Some of these are general to networking, others general to all routing/firewall softwares or to a specific implementation. If specific implementation is relevant then I'm thinking of general purpose rather than specialised networking devices - I use OpenBSD/FreeBSD's pf here so that would be most helpful to illustrate any firewall-specific handling. (i.e., not asking about specialised networking firmware such as Cisco/Juniper). I imagine that pf's dup-to, span or bridge directives would be good exemplars, but at a pinch 'tcpdump` might also be relevant.

I'm assuming the broadest case, where all packets on a port are mirrored to another port (OSI 2 and by implication also OSI 3, without any selective filters).

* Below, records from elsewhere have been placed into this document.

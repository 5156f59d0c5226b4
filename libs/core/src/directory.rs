//! External user directory lookup.
use std::collections::BTreeMap;

use anyhow::Result;
use async_trait::async_trait;
use tokio::sync::RwLock;

use crate::users::{ExternalAccount, Group};

/// Read-only view of the authoritative user directory. Every call returns a
/// point-in-time snapshot; changes after the read are picked up next poll.
#[async_trait]
pub trait DirectoryLookup: Send + Sync {
    async fn list_accounts(&self) -> Result<Vec<ExternalAccount>>;
    /// `Ok(None)` when the group does not exist.
    async fn get_group(&self, name: &str) -> Result<Option<Group>>;
}

#[derive(Default)]
pub struct InMemoryDirectory {
    accounts: RwLock<Vec<ExternalAccount>>,
    groups: RwLock<BTreeMap<String, Group>>,
}

impl InMemoryDirectory {
    pub fn new() -> Self {
        Self::default()
    }

    pub fn with_state(
        accounts: Vec<ExternalAccount>,
        groups: impl IntoIterator<Item = Group>,
    ) -> Self {
        Self {
            accounts: RwLock::new(accounts),
            groups: RwLock::new(groups.into_iter().map(|g| (g.name.clone(), g)).collect()),
        }
    }

    pub async fn set_accounts(&self, accounts: Vec<ExternalAccount>) {
        *self.accounts.write().await = accounts;
    }

    pub async fn set_group(&self, group: Group) {
        self.groups.write().await.insert(group.name.clone(), group);
    }

    pub async fn accounts(&self) -> Vec<ExternalAccount> {
        self.accounts.read().await.clone()
    }

    pub async fn groups(&self) -> Vec<Group> {
        self.groups.read().await.values().cloned().collect()
    }
}

#[async_trait]
impl DirectoryLookup for InMemoryDirectory {
    async fn list_accounts(&self) -> Result<Vec<ExternalAccount>> {
        Ok(self.accounts.read().await.clone())
    }

    async fn get_group(&self, name: &str) -> Result<Option<Group>> {
        Ok(self.groups.read().await.get(name).cloned())
    }
}
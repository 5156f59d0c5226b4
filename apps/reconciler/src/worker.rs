use std::fmt;
use std::path::Path;
use std::sync::Arc;
use std::time::Duration;

use anyhow::{Context, Result};
use serde::Serialize;
use sso_core::{FileConfigStore, StageOutcome, StatusPhase, diff_users};
use time::OffsetDateTime;
use tokio::time::{Interval, MissedTickBehavior};
use tracing::{debug, info, warn};

use crate::harness::{LocalCluster, load_state, save_state};
use crate::reconciler::Reconciler;
use crate::settings::{PRODUCT_NAME, ReconcilerSettings, WorkerConfig};

/// Result of one reconciliation pass over the state file.
#[derive(Debug, Clone, PartialEq, Eq, Serialize)]
pub struct PassSummary {
    pub phase: StatusPhase,
    #[serde(skip_serializing_if = "Option::is_none")]
    pub detail: Option<String>,
}

impl PassSummary {
    fn from_outcome(outcome: &StageOutcome) -> Self {
        let detail = match outcome {
            StageOutcome::Completed => None,
            StageOutcome::InProgress(reason) => Some(reason.clone()),
            StageOutcome::Failed(err) => Some(err.to_string()),
        };
        Self {
            phase: outcome.phase(),
            detail,
        }
    }
}

impl fmt::Display for PassSummary {
    fn fmt(&self, f: &mut fmt::Formatter<'_>) -> fmt::Result {
        match &self.detail {
            Some(detail) => write!(f, "{}: {detail}", self.phase),
            None => write!(f, "{}", self.phase),
        }
    }
}

/// Loads the state file, runs one pass and writes the resulting state back.
pub async fn run_once(state_path: &Path, settings: &ReconcilerSettings) -> Result<PassSummary> {
    run_pass(state_path, None, settings).await
}

/// Like [`run_once`], but product configuration is read from and written to
/// `config_path` when one is given.
pub async fn run_pass(
    state_path: &Path,
    config_path: Option<&Path>,
    settings: &ReconcilerSettings,
) -> Result<PassSummary> {
    let state = load_state(state_path).await?;
    let cluster = LocalCluster::from_state(&state);
    let mut installation = state.installation;
    let mut product = state.product;
    if product.name.is_empty() {
        product.name = PRODUCT_NAME.to_string();
    }

    let mut deps = cluster.collaborators();
    if let Some(path) = config_path {
        debug!(config = %path.display(), "using product config file");
        deps.config = Arc::new(FileConfigStore::new(path));
    }
    let mut reconciler = Reconciler::new(&installation, settings.clone(), deps)
        .await
        .context("failed to prepare reconciler")?;
    let outcome = reconciler.reconcile(&mut installation, &mut product).await;

    let mut next = cluster.snapshot(installation, product).await;
    let now = OffsetDateTime::now_utc();
    next.last_reconciled_at = Some(
        now.format(&time::format_description::well_known::Rfc3339)
            .unwrap_or_else(|_| now.unix_timestamp().to_string()),
    );
    save_state(state_path, &next).await?;
    Ok(PassSummary::from_outcome(&outcome))
}

/// Runs a pass every `sync_interval`. Failed passes are logged and retried on
/// the next tick.
pub async fn run_worker(config: WorkerConfig, settings: ReconcilerSettings) -> Result<()> {
    let mut interval = pass_interval(config.sync_interval);
    info!(
        state = %config.state_path.display(),
        interval_secs = config.sync_interval.as_secs(),
        "sso reconciler worker started"
    );

    loop {
        interval.tick().await;
        match run_pass(&config.state_path, config.config_path.as_deref(), &settings).await {
            Ok(summary) => info!(
                phase = %summary.phase,
                detail = ?summary.detail,
                "reconcile pass finished"
            ),
            Err(err) => warn!(error = %format!("{err:#}"), "reconcile pass failed"),
        }
    }
}

/// A slow pass pushes the next one back instead of triggering catch-up passes.
fn pass_interval(period: Duration) -> Interval {
    let mut interval = tokio::time::interval(period);
    interval.set_missed_tick_behavior(MissedTickBehavior::Delay);
    interval
}

/// What the next pass would change in the realm's user list.
#[derive(Debug, Clone, Default, PartialEq, Eq, Serialize)]
pub struct DiffPreview {
    pub added: Vec<String>,
    pub removed: Vec<String>,
}

pub async fn preview_diff(state_path: &Path) -> Result<DiffPreview> {
    let state = load_state(state_path).await?;
    let users = state.realm_users()?.unwrap_or_default();
    let diff = diff_users(&users, &state.accounts);
    Ok(DiffPreview {
        added: diff.added.into_iter().map(|account| account.name).collect(),
        removed: diff
            .removed
            .into_iter()
            .filter_map(|index| users.get(index).map(|user| user.username.clone()))
            .collect(),
    })
}

#[cfg(test)]
mod tests {
    use super::*;

    #[tokio::test]
    async fn overrunning_passes_delay_the_schedule() {
        let interval = pass_interval(Duration::from_secs(30));
        assert_eq!(interval.missed_tick_behavior(), MissedTickBehavior::Delay);
        assert_eq!(interval.period(), Duration::from_secs(30));
    }
}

  1. Does a mirror port in effect imply an implicit "block all inbound" rule, so that it can be listened to externally but no other interaction or change to the original traffic flow can occur, if packets are sent on the mirror port?
  2. If it does create the equivalent of a "block all inbound" rule, is a no-state rule parameter necessary and/or sufficient to ensure packets will mirror correctly even though replies (SYN-ACK etc) will be blocked on the mirror port? If not, what then?
  3. The act of mirroring probably needs consideration of either promiscuous mode (using tcpdump), or a span port, dup-to directive or bridge interface (using pf), to mirror all (not just directed) traffic to another port. Are these 4 approaches equivalent or equally suited for a mirrored port?
  4. The mirror needs to treat as data, copies of packets such as ARP, RSTP and BGP on the source interface, which are normally automatically treated as actionable input (unless blocked inbound), when an appropriate service is configured to recognise them. Does this break the layering/packet processing model as it seemingly needs the fîrewall implementation to actively breach the usual data/instruction norm and forward such packets as data on the "mirror" stream while also actioning them as instructions on the "real" stream?
  5. Forwarding packets usually involves automatic generation of additional packets such as ARP who-has, possible routing protocols, and the MAC field automatically being generated/updated on the packet, all of which are clearly undesirable for mirrored port traffic. Clearly this is implementation-specific. Is this an issue when creating a mirrored port on a general OS, since these and other automated routing methods on an interface have to be suppressed while still forwarding a packet? (Put another way, the copy must always exit the mirror port without any header modification, and without additional internally-originated packets being auto-added on the stream, but technically do general purpose fw sw allow this on a port by port basis?)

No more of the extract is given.